» WHAT TO DO
From the records below, print exactly the lines starting at the one containing "impl TransactionStore for" and ending at the one containing "let count = staged.len();", ends included, and nothing else.

GIVEN DATA Block Start

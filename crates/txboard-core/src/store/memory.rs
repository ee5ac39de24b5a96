//! In-process record store
//!
//! The collection is an immutable snapshot behind a lock. Readers clone the
//! `Arc` and release the lock before filtering; `replace_all` builds the new
//! snapshot first and only then swaps the pointer.

use async_trait::async_trait;
use std::sync::{Arc, RwLock};

use super::TransactionStore;
use crate::error::{CoreError, CoreResult};
use crate::models::{TransactionPage, TransactionRecord};
use crate::query::{Page, TransactionFilter};

#[derive(Debug, Default)]
pub struct MemoryStore {
    snapshot: RwLock<Arc<Vec<TransactionRecord>>>,
}

impl MemoryStore {
    pub fn new() -> Self {
        Self::default()
    }

    fn current(&self) -> CoreResult<Arc<Vec<TransactionRecord>>> {
        self.snapshot
            .read()
            .map(|guard| Arc::clone(&guard))
            .map_err(|_| CoreError::Store {
                message: "memory store lock poisoned".to_string(),
            })
    }
}

#[async_trait]
impl TransactionStore for MemoryStore {
    async fn replace_all(&self, records: Vec<TransactionRecord>) -> CoreResult<usize> {
        let staged = Arc::new(records);
        let count = staged.len();

        let mut guard = self.snapshot.write().map_err(|_| CoreError::Store {
            message: "memory store lock poisoned".to_string(),
        })?;
        *guard = staged;

        log::debug!("Memory store swapped in {} records", count);
        Ok(count)
    }

    async fn list(&self, filter: &TransactionFilter, page: Page) -> CoreResult<TransactionPage> {
        let snapshot = self.current()?;
        Ok(filter.paginate(snapshot.iter(), page))
    }

    async fn count(&self) -> CoreResult<usize> {
        Ok(self.current()?.len())
    }
}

GIVEN DATA Block End

» ANSWER TO THIS EXERCISE
impl TransactionStore for MemoryStore {
    async fn replace_all(&self, records: Vec<TransactionRecord>) -> CoreResult<usize> {
        let staged = Arc::new(records);
        let count = staged.len();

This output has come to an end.